Australian home appliance retailer

Godfreys is an Australian retailer in the domestic and commercial floorcare and cleaning industry, headquartered in Melbourne. Founded by Godfrey Cohen in 1931, at its peak it had more than 220 company and franchise-owned stores combined across Australia and New Zealand. The company went into voluntary administration in 2024 and was relaunched under an online and wholesale model in 2025 after failing to find a buyer for the chain and its now-estranged franchisees.

== History ==

Godfrey Cohen started the business in 1931 after buying 30 vacuum cleaners from auctions in the newspaper and putting them up for sale in his family's furniture store at a time when vacuum cleaners were typically only sold by door-to-door salesmen. It wasn't long before businessman John Johnston came across Godfrey Cohen's business, and the two quickly became business partners over a simple handshake, opening the first Godfreys store at the Prahran Market in Melbourne and forming a partnership that lasted for over 70 years. Over this period, the business rapidly expanded within Australia as demand from customers increased after World War II, and the product range grew from solely bagged vacuum cleaners to include steam mops, carpet shampooers, robotic vacuums, handstick vacuums, wet & dry vacuums, handheld vacuums, hard floor cleaners, garment steamers, backpack vacuums, floor polishers, carpet blowers, bagless vacuums, cleaning consumables and more including a range of anti-allergy, asthma and pet hair vacuum cleaners recognised by the National Asthma Council Australia as Sensitive Choice approved.

Godfrey Cohen died in 2004, and Godfreys was sold to private equity companies Pacific Equity Partners and CCMP Capital Asia for $350 million in 2006. The company was relisted on the Australian Securities Exchange (ASX) in 2014, but it was subsequently delisted from the ASX in July 2018 after Cohen's original business partner John Johnston, whose family remained involved with the business by owning 28% of the shares in the company, proposed a private takeover. Johnston died soon after the successful takeover.

=== Closure ===
On 30 January 2024 Godfreys was placed into voluntary administration, appointing PwC as administrators after being "hit by conditions beyond our control, including the weakness in discretionary spending by consumers, which has had an ongoing and significant impact on sales". Before being placed into voluntary administration, Godfreys consisted of a combination of 141 company and franchise stores in Australia and New Zealand. Together with their retail stores, Godfreys also operates multiple service and repair centres across the two countries.

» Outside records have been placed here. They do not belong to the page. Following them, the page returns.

//! Chunk-level reading for ADT and WDT files.
//!
//! Every chunk in these formats follows the same 8-byte header: a 4-byte
//! reversed magic identifier and a 4-byte little-endian payload size. This
//! module provides the header type, an owned [`Chunk`] payload, and a
//! [`ChunkReader`] that walks chunks sequentially or seeks to absolute
//! offsets for index-driven access.
//!
//! # Binary Layout
//!
//! ```text
//! Offset | Size | Field | Description
//! -------|------|-------|------------------------------------------
//! 0x00   |  4   | id    | Chunk magic identifier (reversed)
//! 0x04   |  4   | size  | Payload size in bytes (excludes header)
//! 0x08   | size | data  | Payload
//! ```

use std::io::{Cursor, ErrorKind, Read, Seek, SeekFrom};

use binrw::{BinRead, Endian};

use crate::chunk_id::ChunkId;
use crate::error::{FormatError, Result};

/// Standard chunk header (8 bytes).
///
/// The size field is the byte count of the payload EXCLUDING the header, so
/// a chunk with `size = 100` occupies 108 bytes on disk.
#[derive(Debug, Clone, Copy, PartialEq, Eq, BinRead)]
#[br(little)]
pub struct ChunkHeader {
    /// Chunk magic identifier (4 bytes, reversed)
    pub id: ChunkId,

    /// Size of chunk payload in bytes (excludes 8-byte header)
    pub size: u32,
}

impl ChunkHeader {
    /// Size of the header itself.
    pub const SIZE: u64 = 8;

    /// Total size including header (size + 8)
    #[must_use]
    pub const fn total_size(&self) -> u64 {
        self.size as u64 + Self::SIZE
    }

    /// Check if chunk ID matches expected value
    #[must_use]
    pub fn is_chunk(&self, expected: ChunkId) -> bool {
        self.id == expected
    }
}

/// A chunk payload read into memory.
#[derive(Debug, Clone)]
pub struct Chunk {
    /// Header as read from the file
    pub header: ChunkHeader,

    /// Absolute offset of the first payload byte
    pub offset: u64,

    /// Payload bytes, exactly `header.size` long
    pub data: Vec<u8>,
}

impl Chunk {
    /// Chunk identifier.
    pub fn id(&self) -> ChunkId {
        self.header.id
    }

    /// Payload length in bytes.
    pub fn len(&self) -> usize {
        self.data.len()
    }

    /// Whether the payload is empty.
    pub fn is_empty(&self) -> bool {
        self.data.is_empty()
    }

    /// Absolute offset of the chunk header (payload offset minus 8).
    pub fn start(&self) -> u64 {
        self.offset - ChunkHeader::SIZE
    }

    /// Fail with [`FormatError::SizeMismatch`] unless the payload is exactly `expected` bytes.
    pub fn expect_size(&self, expected: usize) -> Result<()> {
        if self.data.len() != expected {
            return Err(FormatError::SizeMismatch {
                chunk: self.header.id,
                expected,
                actual: self.data.len(),
            });
        }
        Ok(())
    }

    /// Parse a fixed-layout record from the start of the payload.
    pub fn parse<T>(&self) -> Result<T>
    where
        T: for<'a> BinRead<Args<'a> = ()>,
    {
        let mut cursor = Cursor::new(self.data.as_slice());
        T::read_options(&mut cursor, Endian::Little, ())
            .map_err(|e| map_binrw_eof(e, "chunk record", self.data.len()))
    }

    /// Reader over this payload for nested subchunks.
    ///
    /// Positions inside the returned reader are payload-relative; offsets in
    /// its errors are reported as absolute file offsets.
    pub fn sub_reader(&self) -> ChunkReader<Cursor<&[u8]>> {
        ChunkReader {
            len: self.data.len() as u64,
            inner: Cursor::new(self.data.as_slice()),
            base: self.offset,
        }
    }
}

/// Sequential and random-access chunk reader.
///
/// There is no recovery: any mismatch aborts parsing of the current file.
#[derive(Debug)]
pub struct ChunkReader<R> {
    inner: R,
    len: u64,
    base: u64,
}

impl<R: Read + Seek> ChunkReader<R> {
    /// Wrap a reader; the stream length is measured once up front.
    pub fn new(mut inner: R) -> Result<Self> {
        let len = inner.seek(SeekFrom::End(0))?;
        inner.seek(SeekFrom::Start(0))?;
        Ok(Self {
            inner,
            len,
            base: 0,
        })
    }

    /// Total stream length.
    pub fn len(&self) -> u64 {
        self.len
    }

    /// Whether the stream is empty.
    pub fn is_empty(&self) -> bool {
        self.len == 0
    }

    /// Current read position.
    pub fn position(&mut self) -> Result<u64> {
        Ok(self.inner.stream_position()?)
    }

    /// Reposition to an offset from the start of the stream.
    pub fn seek(&mut self, offset: u64) -> Result<()> {
        if offset > self.len {
            return Err(FormatError::TruncatedInput {
                context: "seek target",
                needed: usize::try_from(offset).unwrap_or(usize::MAX),
                available: usize::try_from(self.len).unwrap_or(usize::MAX),
            });
        }
        self.inner.seek(SeekFrom::Start(offset))?;
        Ok(())
    }

    fn remaining(&mut self) -> Result<u64> {
        Ok(self.len.saturating_sub(self.position()?))
    }

    /// Read the next chunk header, or `None` at a clean end of stream.
    pub fn next_header(&mut self) -> Result<Option<ChunkHeader>> {
        let remaining = self.remaining()?;
        if remaining == 0 {
            return Ok(None);
        }
        if remaining < ChunkHeader::SIZE {
            return Err(FormatError::TruncatedInput {
                context: "chunk header",
                needed: ChunkHeader::SIZE as usize,
                available: remaining as usize,
            });
        }
        let header = ChunkHeader::read_options(&mut self.inner, Endian::Little, ())
            .map_err(|e| map_binrw_eof(e, "chunk header", remaining as usize))?;
        Ok(Some(header))
    }

    /// Read a chunk header and check its identifier.
    pub fn expect_header(&mut self, id: ChunkId) -> Result<ChunkHeader> {
        let offset = self.base + self.position()?;
        let header = self.next_header()?.ok_or(FormatError::TruncatedInput {
            context: "chunk header",
            needed: ChunkHeader::SIZE as usize,
            available: 0,
        })?;
        if !header.is_chunk(id) {
            return Err(FormatError::BadMagic {
                expected: id,
                found: header.id,
                offset,
            });
        }
        Ok(header)
    }

    /// Read the payload that follows `header`.
    pub fn read_payload(&mut self, header: ChunkHeader) -> Result<Chunk> {
        let position = self.position()?;
        let remaining = self.remaining()?;
        if u64::from(header.size) > remaining {
            return Err(FormatError::TruncatedInput {
                context: "chunk payload",
                needed: header.size as usize,
                available: remaining as usize,
            });
        }
        let mut data = vec![0u8; header.size as usize];
        self.inner.read_exact(&mut data)?;
        Ok(Chunk {
            header,
            offset: self.base + position,
            data,
        })
    }

    /// Read a complete chunk, failing with [`FormatError::BadMagic`] on the wrong tag.
    pub fn expect(&mut self, id: ChunkId) -> Result<Chunk> {
        let header = self.expect_header(id)?;
        self.read_payload(header)
    }

    /// Skip the payload that follows `header`.
    pub fn skip(&mut self, header: ChunkHeader) -> Result<()> {
        let target = self.position()? + u64::from(header.size);
        self.seek(target)
    }

    /// Consume the reader, returning the wrapped stream.
    pub fn into_inner(self) -> R {
        self.inner
    }
}

fn map_binrw_eof(err: binrw::Error, context: &'static str, available: usize) -> FormatError {
    match err {
        binrw::Error::Io(io) if io.kind() == ErrorKind::UnexpectedEof => {
            FormatError::TruncatedInput {
                context,
                needed: available + 1,
                available,
            }
        }
        other => other.into(),
    }
}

After slimming down the chain in an attempt to resurrect it for sale, Godfreys Group announced on 20 March 2024 that it will commence "a progressive wind-down of operations" in Australia and New Zealand after administrators were unable to find a new buyer. In a statement, administrators said that "after conducting a comprehensive process to identify a purchaser for the business" there were "no viable offers to take the business forward". Stores were progressively closed until 31 May, and franchised stores were able to operate until 31 March.

Surviving franchised stores began changing their name soon after. Some stores in SA, WA, VIC, NSW and QLD reopened under the new name of “About Clean”.

=== Relaunch ===
In June 2024, the brands and assets of Godfreys were acquired by Future Innovation Holdings. Godfreys was relaunched in January 2025 as an online and wholesale business.

== Brands ==
Godfreys held the licence to distribute Hoover-branded vacuum cleaners in Australia and New Zealand. In addition to the Hoover brand, Godfreys also owns the exclusive distribution rights to Wertheim, Vorwerk floorcare range, Pullman, and Sauber cleaning products.

Godfreys also supplied Nilfisk, Vax, Miele, Electrolux, Bissell, Black & Decker, Numatic and more cleaning machines for the domestic and commercial cleaning market.

== Advertising ==
Godfreys obtained greater brand awareness in Australia and New Zealand during the 1990s through many years of similar television advertisements featuring then-chief executive John Hardy, one which famously saw Hardy demonstrate the suction power of a vacuum by picking up a bowling ball.

== Awards ==

The company has won the following awards:

- Power Retail's Top 100 Online Retailers of 2020, at rank 65.